ACE deletion in PTCs had no effect on atherosclerosis in hypercholesterolemic mice. (A) Experimental protocol, (B) qPCR of renal Ace, (C) immunostaining of ACE in kidney, (D) systolic blood pressure (SBP), (E) plasma total cholesterol concentrations (TC), and (F) percent atherosclerotic lesion area. N = 7–13/group. Two-way ANOVA was used to evaluate the interaction between sex and genotypes (B,D–F). White-corrected covariance matrix was incorporated into the two-way ANOVA for analyzing data with heteroscedasticity (B,E).
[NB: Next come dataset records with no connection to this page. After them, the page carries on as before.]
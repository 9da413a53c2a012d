//! Cooking role model for party events

use chrono::{DateTime, Utc};
use serde::{Deserialize, Serialize};
use uuid::Uuid;

/// One cooking-task assignment
#[derive(Debug, Clone, PartialEq, Serialize, Deserialize)]
pub struct CookingRole {
    pub id: Uuid,
    pub event_id: Uuid,
    pub person_name: String,
    pub role_name: String,
    /// Ordered task descriptions
    pub tasks: Vec<String>,
    pub created_at: DateTime<Utc>,
}

impl CookingRole {
    pub fn new(event_id: Uuid, person_name: String, role_name: String, tasks: Vec<String>) -> Self {
        Self {
            id: Uuid::new_v4(),
            event_id,
            person_name,
            role_name,
            tasks,
            created_at: Utc::now(),
        }
    }
}
//! Dish storage operations
//!
//! Claims are plain row updates. There is no compare-and-swap on the
//! current status, so concurrent claims resolve as last write wins.

use rusqlite::{params, Connection};
use tracing::instrument;
use uuid::Uuid;

use super::parse::{parse_datetime, parse_enum, parse_uuid, parse_uuid_opt, OptionalExt};
use crate::error::{Error, Result};
use crate::models::{Dish, DishAssignment, DishStatus};

pub struct DishStore<'a> {
    conn: &'a Connection,
}

impl<'a> DishStore<'a> {
    pub fn new(conn: &'a Connection) -> Self {
        Self { conn }
    }

    /// Add a dish to the board
    #[instrument(skip(self, dish), fields(event_id = %dish.event_id, dish = %dish.name))]
    pub fn create(&self, dish: &Dish) -> Result<()> {
        self.conn.execute(
            "INSERT INTO dishes (id, event_id, category, name, recipe_id, assigned_to, assigned_name, status, created_at)
             VALUES (?1, ?2, ?3, ?4, ?5, ?6, ?7, ?8, ?9)",
            params![
                dish.id.to_string(),
                dish.event_id.to_string(),
                dish.category,
                dish.name,
                dish.recipe_id,
                dish.assigned_to.map(|a| a.to_string()),
                dish.assigned_name,
                dish.status.as_str(),
                dish.created_at.to_rfc3339(),
            ],
        )?;
        Ok(())
    }

    /// Find dish by ID
    #[instrument(skip(self))]
    pub fn find_by_id(&self, dish_id: Uuid) -> Result<Option<Dish>> {
        let mut stmt = self.conn.prepare(
            "SELECT id, event_id, category, name, recipe_id, assigned_to, assigned_name, status, created_at
             FROM dishes WHERE id = ?1",
        )?;
        let dish = stmt
            .query_row(params![dish_id.to_string()], dish_from_row)
            .optional()?;
        Ok(dish)
    }

    /// List dishes of an event in the order they were added
    #[instrument(skip(self))]
    pub fn list_for_event(&self, event_id: Uuid) -> Result<Vec<Dish>> {
        let mut stmt = self.conn.prepare(
            "SELECT id, event_id, category, name, recipe_id, assigned_to, assigned_name, status, created_at
             FROM dishes WHERE event_id = ?1 ORDER BY rowid",
        )?;
        let dishes = stmt
            .query_map(params![event_id.to_string()], dish_from_row)?
            .collect::<std::result::Result<Vec<_>, _>>()?;
        Ok(dishes)
    }

    /// Overwrite assignee and status in one statement
    #[instrument(skip(self, assignment))]
    pub fn update_assignment(&self, dish_id: Uuid, assignment: &DishAssignment) -> Result<()> {
        let changed = self.conn.execute(
            "UPDATE dishes SET assigned_to = ?1, assigned_name = ?2, status = ?3 WHERE id = ?4",
            params![
                assignment.assigned_to.map(|a| a.to_string()),
                assignment.assigned_name,
                assignment.status.as_str(),
                dish_id.to_string(),
            ],
        )?;
        expect_row(changed, dish_id)
    }

    /// Update the preparation status only
    #[instrument(skip(self))]
    pub fn update_status(&self, dish_id: Uuid, status: DishStatus) -> Result<()> {
        let changed = self.conn.execute(
            "UPDATE dishes SET status = ?1 WHERE id = ?2",
            params![status.as_str(), dish_id.to_string()],
        )?;
        expect_row(changed, dish_id)
    }

    /// Remove a dish
    #[instrument(skip(self))]
    pub fn delete(&self, dish_id: Uuid) -> Result<()> {
        self.conn.execute(
            "DELETE FROM dishes WHERE id = ?1",
            params![dish_id.to_string()],
        )?;
        Ok(())
    }
}

fn dish_from_row(row: &rusqlite::Row<'_>) -> rusqlite::Result<Dish> {
    Ok(Dish {
        id: parse_uuid(&row.get::<_, String>(0)?)?,
        event_id: parse_uuid(&row.get::<_, String>(1)?)?,
        category: row.get(2)?,
        name: row.get(3)?,
        recipe_id: row.get(4)?,
        assigned_to: parse_uuid_opt(row.get::<_, Option<String>>(5)?)?,
        assigned_name: row.get(6)?,
        status: parse_enum(&row.get::<_, String>(7)?)?,
        created_at: parse_datetime(&row.get::<_, String>(8)?)?,
    })
}

fn expect_row(changed: usize, dish_id: Uuid) -> Result<()> {
    if changed == 0 {
        return Err(Error::NotFound(format!("dish {dish_id}")));
    }
    Ok(())
}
G, glomerulus; PTC, proximal tubule cells; V, vessel.

Figure 5

Human AGT and renin in PTCs had no effect on atherosclerosis in hypercholesterolemic mice. (A) Experimental protocol, (B) qPCR of renal human AGT (hAGT), (C) qPCR of renal human renin (hREN), (D) immunostaining of human AGT (hAGT) in kidney, (E) plasma renin concentrations (PRC), (F) systolic blood pressure (SBP), (G) plasma total cholesterol concentrations (TC), and (H) percent atherosclerotic lesion area. N = 3–6/group. Mann–Whitney U test was performed to determine the difference in the abundance of renal hAGT (B) or hREN (C) mRNA between two groups. Kruskal–Wallis one-way ANOVA on Ranks test was performed to determine the difference in each parameter among four groups (E–H). ND, not detectable; G, glomerulus.

Figure 6

Human AGT in liver and human renin in PTCs had no effect on atherosclerosis in hypercholesterolemic mice. (A) Experimental protocol, (B) qPCR of renal human AGT (hAGT), (C) ELISA of plasma human AGT (hAGT), (D) immunostaining of human AGT (hAGT) in kidney, (E) qPCR of renal human renin (hREN), (F) RNAscope of human renin (hREN) in kidney, (G) plasma renin concentrations (PRC), (H) systolic blood pressure (SBP), (I) plasma total cholesterol concentrations (TC), and (J) percent atherosclerotic lesion area. N = 7–9/group. Mann–Whitney U test was performed to compare renal abundance of hREN mRNA between two Kap-hREN transgenic mouse groups (E) Kruskal–Wallis one-way ANOVA on Ranks test (G–I) or one-way ANOVA test (J) was performed to compare each parameter among the three groups. ND, not detectable; G, glomerulus; PTC, proximal tubule cells.